Good prompts are engineered specifications, not vibes. Treat them like product interfaces: define roles, objectives, constraints, inputs, and outputs. Then measure and iterate.
Quick answer
- Structure beats prose: role → objective → constraints → input → output schema.
- Context matters: pack only relevant facts with citations/IDs.
- Show, don’t tell: few-shot examples for tricky formatting or tone.
- Measure: add evals; iterate with diffs, not guesses.
1) Prompt anatomy (reusable template)
[Role]
You are a {role} optimizing for {objective}.
[Constraints]
- Follow {policy}. Avoid {undesired}.
- Only use provided context; do not invent facts.
- Respond in {language}; be {tone}.
[Inputs]
Query: "{user_query}"
Context (IDs + snippets):
- {doc_id_1}: {snippet_1}
- {doc_id_2}: {snippet_2}
[Output Schema]
Return JSON:
{
"answer": string,
"citations": [doc_id],
"confidence": 0-1
}
2) Good vs Bad prompts (side-by-side)
| Bad prompt | Why it's bad | Good prompt | Why it's good |
|---|---|---|---|
| "Summarize the following." | No goal, no audience, no length or structure. | Role + objective + constraints + length + format (bullets or JSON). | Defines purpose and output schema; repeatable. |
| "Write me marketing copy fast." | No brand voice, target segment, key messages, or guardrails. | Brand voice + audience + key messages + tone + do/don’t + examples. | Steerable and safe; aligns with requirements. |
| "Extract data from this text." | No schema; leads to inconsistent fields and formats. | Explicit JSON schema with types + field definitions + examples. | Machine-checkable; supports automated validation. |
| "Answer using the docs." | No doc IDs or citation requirement; invites fabrication. | Context with IDs + citation requirement + confidence + abstain rule. | Grounded answers with traceability and abstention behavior. |
3) Patterns
- Role priming: define agent role and success criteria.
- Constraints: language, tone, policy, abstain if unclear.
- Output schemas: JSON/protobuf ensures contract stability.
- Few-shot: 2–5 representative examples; avoid overfitting.
- Tool-use: explicit tool descriptions; require citations/IDs.
- Self-check: add simple checks ("list assumptions", "validate schema").
4) Anti-patterns
- Vague instructions: “make it good” without criteria.
- Hidden requirements: policies that aren’t in the prompt.
- Overlong prose: burying key instructions in paragraphs.
- Unbounded outputs: no length limits or schema.
- No grounding: missing context or citation rules.
5) How-to: RAG prompting
- Provide IDs + snippets with minimal noise.
- Require citations and allow abstain when context is insufficient.
- Define output schema and confidence.
- Optionally add rerank rationale (short, structured) not raw chain-of-thought.
6) How-to: extraction prompting
// Output schema
{
"name": string,
"email": string | null,
"order_id": string,
"items": [{ "sku": string, "qty": number }]
}
Provide one or two few-shot pairs with tricky cases (missing fields, multiple items).
7) Optimization loop
- Define evals: task metrics and acceptance criteria.
- Collect failures: bucket by pattern (missing citation, wrong schema).
- Patch prompts: add constraints or examples targeting failure buckets.
- Diff and re-run: track win rate and regression risk.
8) Example prompt (good)
You are a technical writer optimizing for accurate, concise summaries for enterprise admins.
Constraints:
- Only use provided context; cite source IDs.
- If context is insufficient, reply: {"answer": null, "citations": [], "confidence": 0}.
Input:
Query: "Reset SSO settings"
Context:
- DOC-12: "To reset SSO, navigate to Admin → Auth → SSO..."
Output JSON:
{
"answer": "To reset SSO, go to Admin → Auth → SSO...",
"citations": ["DOC-12"],
"confidence": 0.82
}
FAQ (direct answers)
Should I let the model write its own schema?
No.
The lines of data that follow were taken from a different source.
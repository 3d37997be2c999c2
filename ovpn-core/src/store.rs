//! YAML file-backed directory store.
//!
//! # Storage layout
//!
//! One document, `~/.ovpnadm/directory.yaml` by default, holding every user
//! and every ledger row (see [`DirectoryFile`]).
//!
//! # Consistency
//!
//! Users are provisioned by tools outside this crate, so the file is re-read
//! on every call instead of cached. Each mutating call is load → modify →
//! atomic save; there is no transaction spanning calls. Writers inside one
//! process are serialized by a mutex.
//!
//! Write flow: serialize → `.yaml.tmp` sibling → `chmod 0600` → `rename`.

use std::path::{Path, PathBuf};
use std::sync::Mutex;

use crate::directory::{Directory, DirectoryFile};
use crate::error::{store_io_err, StoreError};
use crate::paths;
use crate::types::{ClientLog, NewClientLog, User, UserId};

/// [`Directory`] persisted to a single YAML file.
#[derive(Debug)]
pub struct YamlDirectory {
    path: PathBuf,
    lock: Mutex<()>,
}

impl YamlDirectory {
    /// Open (without creating) the store at `path`. A missing file reads as
    /// an empty directory.
    pub fn open(path: impl Into<PathBuf>) -> Self {
        Self {
            path: path.into(),
            lock: Mutex::new(()),
        }
    }

    /// `<home>/.ovpnadm/directory.yaml`
    pub fn open_at(home: &Path) -> Self {
        Self::open(paths::directory_path_at(home))
    }

    pub fn path(&self) -> &Path {
        &self.path
    }

    /// Register a new offline user.
    pub fn add_user(&self, name: &str) -> Result<User, StoreError> {
        self.mutate(|file| file.add_user(name))
    }

    fn read<T>(&self, f: impl FnOnce(&DirectoryFile) -> T) -> Result<T, StoreError> {
        let _guard = self.lock.lock().map_err(|_| StoreError::Poisoned)?;
        let file = load_file(&self.path)?;
        Ok(f(&file))
    }

    fn mutate<T>(
        &self,
        f: impl FnOnce(&mut DirectoryFile) -> Result<T, StoreError>,
    ) -> Result<T, StoreError> {
        let _guard = self.lock.lock().map_err(|_| StoreError::Poisoned)?;
        let mut file = load_file(&self.path)?;
        let out = f(&mut file)?;
        save_file(&self.path, &file)?;
        Ok(out)
    }
}

impl Directory for YamlDirectory {
    fn find_online_users(&self) -> Result<Vec<User>, StoreError> {
        self.read(DirectoryFile::find_online_users)
    }

    fn find_user_by_name(&self, name: &str) -> Result<Option<User>, StoreError> {
        self.read(|file| file.find_user_by_name(name))
    }

    fn save_user(&self, user: &User) -> Result<(), StoreError> {
        self.mutate(|file| file.save_user(user))
    }

    fn find_open_session(&self, user_id: UserId) -> Result<Option<ClientLog>, StoreError> {
        self.read(|file| file.find_open_session(user_id))
    }

    fn create_session(&self, session: NewClientLog) -> Result<ClientLog, StoreError> {
        self.mutate(|file| Ok(file.create_session(session)))
    }

    fn save_session(&self, session: &ClientLog) -> Result<(), StoreError> {
        self.mutate(|file| file.save_session(session))
    }

    fn list_users(&self) -> Result<Vec<User>, StoreError> {
        self.read(DirectoryFile::list_users)
    }

    fn list_sessions(&self, user_id: UserId) -> Result<Vec<ClientLog>, StoreError> {
        self.read(|file| file.list_sessions(user_id))
    }
}

// ---------------------------------------------------------------------------
// File helpers
// ---------------------------------------------------------------------------

fn load_file(path: &Path) -> Result<DirectoryFile, StoreError> {
    if !path.exists() {
        return Ok(DirectoryFile::default());
    }
    let contents = std::fs::read_to_string(path).map_err(|e| store_io_err(path, e))?;
    if contents.trim().is_empty() {
        return Ok(DirectoryFile::default());
    }
    serde_yaml::from_str(&contents).map_err(|e| StoreError::Parse {
        path: path.to_path_buf(),
        source: e,
    })
}

fn save_file(path: &Path, file: &DirectoryFile) -> Result<(), StoreError> {
    if let Some(dir) = path.parent() {
        if !dir.exists() {
            std::fs::create_dir_all(dir).map_err(|e| store_io_err(dir, e))?;
            set_dir_permissions(dir)?;
        }
    }
    let tmp_path = path.with_extension("yaml.tmp");
    let yaml = serde_yaml::to_string(file)?;
    std::fs::write(&tmp_path, yaml).map_err(|e| store_io_err(&tmp_path, e))?;
    set_file_permissions(&tmp_path)?;
    std::fs::rename(&tmp_path, path).map_err(|e| store_io_err(path, e))?;
    Ok(())
}

#[cfg(unix)]
fn set_dir_permissions(path: &Path) -> Result<(), StoreError> {
    use std::os::unix::fs::PermissionsExt;
    std::fs::set_permissions(path, std::fs::Permissions::from_mode(0o700))
        .map_err(|e| store_io_err(path, e))
}
#[cfg(not(unix))]
fn set_dir_permissions(_path: &Path) -> Result<(), StoreError> {
    Ok(())
}

#[cfg(unix)]
fn set_file_permissions(path: &Path) -> Result<(), StoreError> {
    use std::os::unix::fs::PermissionsExt;
    std::fs::set_permissions(path, std::fs::Permissions::from_mode(0o600))
        .map_err(|e| store_io_err(path, e))
}
#[cfg(not(unix))]
fn set_file_permissions(_path: &Path) -> Result<(), StoreError> {
    Ok(())
}

// ---------------------------------------------------------------------------
// Unit tests
// ---------------------------------------------------------------------------

#[cfg(test)]
mod tests {
    use super::*;
    use chrono::{TimeZone, Utc};
    use tempfile::TempDir;

    fn make_home() -> TempDir {
        TempDir::new().expect("tempdir")
    }

    #[test]
    fn missing_file_reads_as_empty() {
        let home = make_home();
        let store = YamlDirectory::open_at(home.path());
        assert!(store.list_users().unwrap().is_empty());
        assert!(store.find_online_users().unwrap().is_empty());
        assert!(!store.path().exists(), "reads must not create the file");
    }

    #[test]
    fn add_user_creates_file_with_perms() {
        let home = make_home();
        let store = YamlDirectory::open_at(home.path());
        store.add_user("alice").expect("add");
        assert!(store.path().exists());
        #[cfg(unix)]
        {
            use std::os::unix::fs::PermissionsExt;
            let mode = std::fs::metadata(store.path()).unwrap().permissions().mode() & 0o777;
            assert_eq!(mode, 0o600);
        }
    }

    #[test]
    fn atomic_write_cleans_up_tmp() {
        let home = make_home();
        let store = YamlDirectory::open_at(home.path());
        store.add_user("alice").expect("add");
        let tmp = store.path().with_extension("yaml.tmp");
        assert!(!tmp.exists(), ".tmp must be gone after successful save");
    }

    #[test]
    fn sessions_roundtrip_through_disk() {
        let home = make_home();
        let store = YamlDirectory::open_at(home.path());
        let alice = store.add_user("alice").expect("add");
        let started = Utc.timestamp_opt(1_700_000_000, 0).single().unwrap();
        let row = store
            .create_session(NewClientLog {
                user_id: alice.id,
                online_duration_secs: 12,
                traffic_usage: 2048,
                session_started_at: started,
                created_at: started,
            })
            .expect("create");

        let reopened = YamlDirectory::open_at(home.path());
        let open = reopened
            .find_open_session(alice.id)
            .unwrap()
            .expect("open row survives reopen");
        assert_eq!(open, row);
    }

    #[test]
    fn external_edits_are_observed() {
        let home = make_home();
        let store = YamlDirectory::open_at(home.path());
        store.add_user("alice").expect("add");

        // Another tool provisions a user behind our back.
        let other = YamlDirectory::open_at(home.path());
        other.add_user("bob").expect("add bob");

        assert!(store.find_user_by_name("bob").unwrap().is_some());
    }

    #[test]
    fn corrupt_file_is_a_parse_error_with_path() {
        let home = make_home();
        let store = YamlDirectory::open_at(home.path());
        std::fs::create_dir_all(store.path().parent().unwrap()).unwrap();
        std::fs::write(store.path(), "users: [unclosed").unwrap();

        let err = store.list_users().unwrap_err();
        assert!(matches!(err, StoreError::Parse { .. }), "got: {err}");
        assert!(err.to_string().contains("directory.yaml"));
    }
}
Provide the schema. Then validate programmatically and retry on violations.
When do I need few-shot?
When outputs require nuanced formatting or tone and pure instructions aren’t enough. Use 2–5 small, representative examples.
How do I keep prompts maintainable?
Modularize: system role, policy constraints, task template, and per-feature examples. Version prompts and track eval scores.
Bottom line
- Prompts are contracts—make them explicit and measurable.
- Use context sparingly and require citations.
- Iterate with evals; fix specific failure modes.